Tem-se aventado a lenda de que Macau nunca reconheceu a soberania espanhola e que, por isso, foi esta a única colónia onde a nossa Bandeira continuou sempre a flutuar.

Bento da França, em Macau e seus habitantes (pág. 16), escreve: “Tendo-se recebido em Manila a notícia da união de Portugal e da Espanha, o governador das Filipinas mandou partir para Macau o Jesuíta Alonso Sanches, o qual ia promover ali a aclamação de D. Filipe.

Este padre sofreu muitos contratempos na viagem, lutou com a má vontade dos chinas, e só chegou a Macau em Maio (1582), tendo partido em Janeiro.

Foi muito mal recebido, e retirou sem ter conseguido cousa alguma: a bandeira portuguesa continuou hasteada em Macau.”

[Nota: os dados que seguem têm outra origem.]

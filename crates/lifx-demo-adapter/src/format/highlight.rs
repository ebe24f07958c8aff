/*
[INPUT]:  JSON values from log payloads
[OUTPUT]: Indented HTML fragments with json-* CSS classes
[POS]:    Format layer - syntax highlighting for the log viewer
[UPDATE]: When CSS classes or value classification change
*/

use std::sync::LazyLock;

use regex::Regex;
use serde_json::Value;
use url::Url;

static TIMESTAMP_RE: LazyLock<Regex> = LazyLock::new(|| {
    Regex::new(concat!(
        r"^(?:",
        r"[0-9]{4}-[0-9]{2}-[0-9]{2}T[0-9]{2}:[0-9]{2}:[0-9]{2}",
        r"|[0-9]{1,2}/[0-9]{1,2}/[0-9]{4}, [0-9]{1,2}:[0-9]{2}:[0-9]{2} (?:AM|PM)",
        r"|[0-9]{4}-[0-9]{2}-[0-9]{2} [0-9]{2}:[0-9]{2}:[0-9]{2}",
        r")"
    ))
    .expect("timestamp pattern")
});

static TAG_RE: LazyLock<Regex> = LazyLock::new(|| Regex::new(r"<[^>]*>").expect("tag pattern"));

/// Render `value` as an indented HTML fragment.
///
/// `indent` is the nesting level of `value` itself; nested members are
/// indented two spaces per level. Empty arrays and objects stay on one line.
pub fn format_json_with_highlighting(value: &Value, indent: usize) -> String {
    let spaces = "  ".repeat(indent);

    match value {
        Value::Null => span("json-null", "null"),
        Value::Bool(b) => span("json-boolean", &b.to_string()),
        Value::Number(n) => span("json-number", &n.to_string()),
        Value::String(s) => {
            let class = if is_timestamp(s) {
                "json-timestamp"
            } else if is_url(s) {
                "json-url"
            } else {
                "json-string"
            };
            span(class, &format!("\"{}\"", escape_html(s)))
        }
        Value::Array(items) => {
            if items.is_empty() {
                return span("json-bracket", "[]");
            }

            let body = items
                .iter()
                .enumerate()
                .map(|(index, item)| {
                    let comma = if index + 1 < items.len() { "," } else { "" };
                    format!(
                        "{spaces}  {}{comma}",
                        format_json_with_highlighting(item, indent + 1)
                    )
                })
                .collect::<Vec<_>>()
                .join("\n");

            format!(
                "{}\n{body}\n{spaces}{}",
                span("json-bracket", "["),
                span("json-bracket", "]")
            )
        }
        Value::Object(object) => {
            if object.is_empty() {
                return span("json-bracket", "{}");
            }

            let body = object
                .iter()
                .enumerate()
                .map(|(index, (key, item))| {
                    let comma = if index + 1 < object.len() { "," } else { "" };
                    format!(
                        "{spaces}  {}{} {}{comma}",
                        span("json-key", &format!("\"{}\"", escape_html(key))),
                        span("json-colon", ":"),
                        format_json_with_highlighting(item, indent + 1)
                    )
                })
                .collect::<Vec<_>>()
                .join("\n");

            format!(
                "{}\n{body}\n{spaces}{}",
                span("json-bracket", "{"),
                span("json-bracket", "}")
            )
        }
    }
}

/// ISO-8601, `M/D/YYYY, H:MM:SS AM` or `YYYY-MM-DD HH:MM:SS` prefix
pub fn is_timestamp(s: &str) -> bool {
    TIMESTAMP_RE.is_match(s)
}

/// Parses as an absolute URL
pub fn is_url(s: &str) -> bool {
    Url::parse(s).is_ok()
}

pub fn escape_html(s: &str) -> String {
    let mut escaped = String::with_capacity(s.len());
    for c in s.chars() {
        match c {
            '&' => escaped.push_str("&amp;"),
            '<' => escaped.push_str("&lt;"),
            '>' => escaped.push_str("&gt;"),
            '"' => escaped.push_str("&quot;"),
            '\'' => escaped.push_str("&#x27;"),
            _ => escaped.push(c),
        }
    }
    escaped
}

/// Plain text from a fragment produced by this module
pub fn strip_html_tags(html: &str) -> String {
    TAG_RE
        .replace_all(html, "")
        .replace("&lt;", "<")
        .replace("&gt;", ">")
        .replace("&quot;", "\"")
        .replace("&#x27;", "'")
        .replace("&amp;", "&")
}

fn span(class: &str, content: &str) -> String {
    format!(r#"<span class="{class}">{content}</span>"#)
}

Inventaram-se até dois partidos, atirando um bispo contra o outro, como numa arena de gladiadores, segundo se lê no Resumo da História de Macau de Eudore de Colomban (pág. 14): “Alguns, porém, e entre eles o Bispo D. Melchior Carneiro, protestando serem bons patriotas também, puseram-se do lado prático da situação, fazendo ver as dificuldades que viriam de uma oposição sistemática à Metrópole. Dos dois partidos, o de Leonardo de Sá, que era o dos patriotas intransigentes, foi o que prevaleceu; e, para o interesse da Colónia, nunca a bandeira espanhola foi aí arvorada. Para conservar os chineses iludidos a respeito da situação política em Portugal, procurou-se, pouco a pouco, acalmar a agitação dos espíritos, de maneira que a Colónia nunca se revoltou propriamente contra a dominação castelhana, nem a ela se sujeitou.” Tudo isto é redondamente falso.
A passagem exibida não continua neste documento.